The most common and effective attacks these days don’t occur because the firewall didn’t block a port on a server. These attacks leverage flaws in your applications, whether it’s a java vulnerability or a SQL injection, just to name some recent examples.
With white hat hacking, network engineers and security professionals alike can use security test tools to scan the network and attack different services to find security holes. This technique is extremely important for any organization, as it helps find potential problems so they can be fixed, and reduce the chance of being penetrated by an outside source. If a site is difficult to penetrate, it’s less likely to be hacked by a non-determined attacker.
How Often Should You Hack Yourself?
This is a tough question to answer. Paying for an external Penetration Test, where experienced security professionals break into your system, has a high security ROI, but is too costly for most organizations more than a couple of times each year. However, there are many tools which are available for frequent, even continuous, self-analysis.
What’s important to remember is HD Moore’s Law (based on a bad pun), which essentially says that even casual attackers have powerful tools which are constantly updated, so yesterday’s protections might not even keep the script kiddies out today. However, while your network holds some of your most sensitive data, only a few of your servers or services are critical to your business.
The question of “how often” is therefore closely related to the question, “how important is each of my systems?” Critical systems should be examined most frequently, with specific breach recovery plans. Is the website defaced? Restore from backup, or have a hot standby ready to take over. Did your customer password list get leaked? That’s a harder issue to recover from, and, if it’s likely, it might require more mitigation steps, like using an API for database calls rather than allowing direct database access. You should definitely keep your servers patched, even though that might be difficult in our current age of constant uptime, but load balancers help here by removing a server from the pool, patching it, then adding it back in while the other server(s) get patched.
What Tools Should You Use?
There are various tools on the market that can help you determine if there is a flaw to your security policy. One of the most powerful is Metasploit, which is often the first tool updated with exploits for the latest vulnerabilities. It’s available both in Open Source and in Commercial versions. There are also other tools and services available from a variety of sources, ranging from scanning software on your laptop, to cloud-based services for external-only scanning, up through on-site appliances which download daily tests and perform automatic internal checks.
What Else Should You Do to Protect Your Network?
It is also a good practice, outside of white hat hacking, to maintain an ongoing baseline of your network to understand its normal behavior. The information is very useful in determining whether questionable traffic is normal or an anomaly. Additionally, many of our customers like to use network recorders, which keep a running capture of the traffic on monitored segments. That way, even if a breach does occur, there’s a record of the traffic, so you can learn what went wrong, and how to prevent it in the future.

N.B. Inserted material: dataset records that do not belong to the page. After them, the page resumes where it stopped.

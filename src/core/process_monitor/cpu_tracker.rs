//! Incremental per-process CPU usage estimation.
//!
//! The OS only reports cumulative processor time, so a usage percentage needs
//! two observations of the same process. The tracker keeps the previous
//! observation per pid and turns the delta into a core-normalized percentage.

use std::collections::{HashMap, HashSet};
use std::time::{Duration, Instant};

use chrono::{DateTime, Utc};

/// Last observation for one pid.
#[derive(Debug, Clone, Copy)]
struct CpuSample {
    observed_at: Instant,
    cpu_time: Duration,
    start_time: Option<DateTime<Utc>>,
}

#[derive(Debug)]
pub struct CpuUsageTracker {
    samples: HashMap<u32, CpuSample>,
    core_count: usize,
}

impl CpuUsageTracker {
    pub fn new(core_count: usize) -> Self {
        Self {
            samples: HashMap::new(),
            core_count: core_count.max(1),
        }
    }

    pub fn core_count(&self) -> usize {
        self.core_count
    }

    /// Record an observation and return the usage since the previous one.
    ///
    /// Returns 0 for the first observation of a pid, for a non-positive wall
    /// clock delta, and when the pid looks reused (cumulative time went down or
    /// the start time changed). The baseline is overwritten in every case.
    pub fn update(
        &mut self,
        pid: u32,
        now: Instant,
        cpu_time: Duration,
        start_time: Option<DateTime<Utc>>,
    ) -> f64 {
        let current = CpuSample {
            observed_at: now,
            cpu_time,
            start_time,
        };

        let Some(previous) = self.samples.insert(pid, current) else {
            return 0.0;
        };

        if cpu_time < previous.cpu_time {
            log::trace!("pid {} cumulative cpu time went backwards, reseeding", pid);
            return 0.0;
        }

        if let (Some(before), Some(after)) = (previous.start_time, start_time) {
            if before != after {
                log::trace!("pid {} was reused by a new process, reseeding", pid);
                return 0.0;
            }
        }

        let wall_delta = now.saturating_duration_since(previous.observed_at);
        if wall_delta.is_zero() {
            return 0.0;
        }

        let cpu_delta = cpu_time - previous.cpu_time;
        let usage = cpu_delta.as_secs_f64() / wall_delta.as_secs_f64() * 100.0
            / self.core_count as f64;

        usage.clamp(0.0, 100.0)
    }

    /// Drop baselines for pids that are no longer alive.
    pub fn prune(&mut self, live: &HashSet<u32>) {
        self.samples.retain(|pid, _| live.contains(pid));
    }

    pub fn clear(&mut self) {
        self.samples.clear();
    }

    pub fn tracked(&self) -> usize {
        self.samples.len()
    }

    pub fn is_tracking(&self, pid: u32) -> bool {
        self.samples.contains_key(&pid)
    }
}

No matter how prepared you think your network is for attacks and no matter how well you prepare yourself, there is always a chance that a breach will happen. Therefore, it is important to not only monitor your network 24/7, but to also have a contingency plan in place. Check out our recommended steps for a security breach in this eWeek slideshow.
Keeping your network safe is a pronged approach, and white hat hacking is an essential practice to be used along with your regular security tools and the practice of understanding and tracking your overall network health.